RTI-112

Identifiers
- IUPAC name Methyl (1R,2S,3S,5S)-3-(4-chloro-3-methylphenyl)-8-methyl-8-azabicyclo[3.2.1]octane-2-carboxylate;
- CAS Number: 143982-09-6; HCl: 150653-92-2;
- PubChem CID: 9972515;
- ChemSpider: 8148107;
- UNII: TDD7WP3S39;
- ChEMBL: ChEMBL1812745;
- CompTox Dashboard (EPA): DTXSID50432655 ;

Chemical and physical data
- Formula: C_{17}H_{22}ClNO_{2}
- Molar mass: 307.82 g·mol^{−1}
- 3D model (JSmol): Interactive image;
- SMILES CC1=C(C=CC(=C1)[C@H]2C[C@@H]3CC[C@H]([C@H]2C(=O)OC)N3C)Cl;
- InChI InChI=1S/C17H22ClNO2/c1-10-8-11(4-6-14(10)18)13-9-12-5-7-15(19(12)2)16(13)17(20)21-3/h4,6,8,12-13,15-16H,5,7,9H2,1-3H3/t12-,13+,15+,16-/m0/s1; Key:VMITZEMDDZVHBZ-XNISGKROSA-N;

= RTI-112 =

Synthetic stimulant and triple reuptake inhibitor

RTI(-4229)-112 (2β-carbomethoxy-3β-(3-methyl-4-chlorophenyl)tropane) is a synthetic stimulant drug from the phenyltropane family. It is primarily used in scientific research to study the brain's reward system. In contrast to more well-known stimulants that primarily affect one type of brain cell communication, RTI-112 is a nonselective triple reuptake inhibitor. This means it simultaneously affects three important brain chemicals: serotonin, dopamine, and norepinephrine.

In vitro tests show a very similar serotonin transporter (SERT)/dopamine transporter (DAT)/norepinephrine transporter (NET) selectivity to cocaine, although in vivo behaviour is different:"The nonselective monoamine transporter inhibitor RTI-126 and the DAT-selective inhibitors RTI-150 and RTI-336 both had a faster rate of onset (30 min) and a short duration of action (4h). In contrast, the nonselective monoamine transporter inhibitor RTI-112 had a slower rate of onset (30–60 min) and a longer duration of action (10h). The DAT-selective inhibitors RTI-171 and RTI-177 also had slower rates of onset (30–120 min), but RTI-171 had a short duration of action (2.5 h) while RTI-177 had a very long duration of action (20 h)."The efficacy of cocaine analogs to elicit self-administration is related to the rate at which they are administered. Slower onset analogs are less likely to function as behavioral stimulants than analogs eliciting a faster rate of onset. Nonselective analogs are less likely to function as "reinforcers" than reuptake inhibitors that have DAT specificity.

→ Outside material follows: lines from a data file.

//! Footer view rendering

use crate::tui::app::state::{ListState, StatusBanner};
use crate::tui::keybindings::NavigationCommand;
use crate::tui::theme::Theme;
use ratatui::{
    Frame,
    layout::Rect,
    style::Style,
    text::{Line, Span},
    widgets::{Block, Borders, Paragraph},
};

/// Render the footer: the filter prompt while filtering, else the status
/// banner, else the key hints of the current view
pub fn render_footer(
    f: &mut Frame,
    area: Rect,
    filter: Option<&ListState>,
    status: Option<&StatusBanner>,
    hints: &[NavigationCommand],
    theme: &Theme,
) {
    let line = if let Some(list) = filter.filter(|l| l.filtering) {
        Line::from(vec![
            Span::styled("/", theme.filter_prompt_style()),
            Span::raw(list.filter.clone()),
            Span::raw("_"),
            Span::styled(
                " (Esc to cancel, Enter to apply)",
                Style::default().fg(theme.text_secondary),
            ),
        ])
    } else if let Some(status) = status {
        let style = if status.is_error {
            theme.operation_error_style()
        } else {
            theme.operation_success_style()
        };
        Line::from(Span::styled(status.message.clone(), style))
    } else {
        navigation_line(hints, theme)
    };

    let footer = Paragraph::new(line).block(Block::default().borders(Borders::ALL));
    f.render_widget(footer, area);
}

fn navigation_line(hints: &[NavigationCommand], theme: &Theme) -> Line<'static> {
    let mut spans = Vec::new();
    for (idx, cmd) in hints.iter().enumerate() {
        if idx > 0 {
            spans.push(Span::raw(" | "));
        }
        spans.push(Span::styled(cmd.key, theme.footer_key_style()));
        spans.push(Span::styled(
            format!(" {}", cmd.label),
            Style::default().fg(theme.footer_text),
        ));
    }
    Line::from(spans)
}
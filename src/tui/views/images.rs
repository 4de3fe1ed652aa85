//! Image and volume tables

use crate::tui::app::state::{ListState, Resources};
use crate::tui::theme::Theme;
use crate::tui::views::helpers::{
    format_mb, list_title, render_empty_state, render_table, truncate_message,
};
use ratatui::{
    Frame,
    layout::{Constraint, Rect},
    style::Style,
    text::Span,
    widgets::{Cell, Row},
};

pub fn render_images(f: &mut Frame, area: Rect, resources: &Resources, list: &mut ListState, theme: &Theme) {
    let images = list.visible(&resources.images, |i| format!("{} {}", i.primary_tag(), i.id));
    let title = list_title("Images", images.len(), list);
    if images.is_empty() {
        render_empty_state(f, area, &title, "No images", "Press p to pull an image", theme);
        return;
    }

    let rows = images
        .iter()
        .map(|image| {
            let repository = if image.is_dangling() {
                Cell::from(Span::styled(
                    "<none>",
                    Style::default().fg(theme.text_secondary),
                ))
            } else {
                Cell::from(truncate_message(image.repository(), 50))
            };
            let created = image
                .created
                .map(|c| c.format("%Y-%m-%d %H:%M").to_string())
                .unwrap_or_else(|| "-".to_string());
            Row::new(vec![
                repository,
                Cell::from(image.tag().to_string()),
                Cell::from(image.short_id().to_string()),
                Cell::from(format_mb(image.size.max(0) as u64)),
                Cell::from(created),
            ])
        })
        .collect();

    let widths = [
        Constraint::Percentage(40),
        Constraint::Percentage(15),
        Constraint::Length(14),
        Constraint::Length(12),
        Constraint::Length(18),
    ];
    render_table(
        f,
        area,
        &title,
        &["REPOSITORY", "TAG", "ID", "SIZE", "CREATED"],
        &widths,
        rows,
        list,
        theme,
    );
}

pub fn render_volumes(f: &mut Frame, area: Rect, resources: &Resources, list: &mut ListState, theme: &Theme) {
    let volumes = list.visible(&resources.volumes, |v| v.name.clone());
    let title = list_title("Volumes", volumes.len(), list);
    if volumes.is_empty() {
        render_empty_state(f, area, &title, "No volumes", "Volumes appear here once created", theme);
        return;
    }

    let rows = volumes
        .iter()
        .map(|volume| {
            let users = resources.volume_users(&volume.name);
            let usage = if users > 0 {
                Span::styled(
                    format!("{} container(s)", users),
                    Style::default().fg(theme.state_running),
                )
            } else {
                Span::styled("unused", Style::default().fg(theme.text_secondary))
            };
            Row::new(vec![
                Cell::from(volume.display_name()),
                Cell::from(volume.driver_or_default().to_string()),
                Cell::from(usage),
                Cell::from(truncate_message(&volume.mountpoint, 50)),
            ])
        })
        .collect();

    let widths = [
        Constraint::Percentage(35),
        Constraint::Length(10),
        Constraint::Length(16),
        Constraint::Percentage(45),
    ];
    render_table(
        f,
        area,
        &title,
        &["NAME", "DRIVER", "USED BY", "MOUNTPOINT"],
        &widths,
        rows,
        list,
        theme,
    );
}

In order for a dopamine reuptake inhibitor (DRI) such as cocaine to induce euphoria, PET scans on primates reveal that the DAT occupancy needs to be >60%.

RTI-112 has equipotent in vitro affinity at the SERT, NET and DAT, respectively. RTI-112 was not reliably self-administered, in contrast to the DAT selective reuptake inhibitors that were used in this study.

In vivo at the ED50, RTI-112 had no DAT occupancy at all. At the ED50, almost all of the RTI-112 occupied the SERT at this dose. A significantly higher dose was required to get >70% DAT occupancy in the case of RTI-112; however, RTI-112 was still able to suppress cocaine administration at the ED50, suggesting a serotonergic mechanism was responsible for this.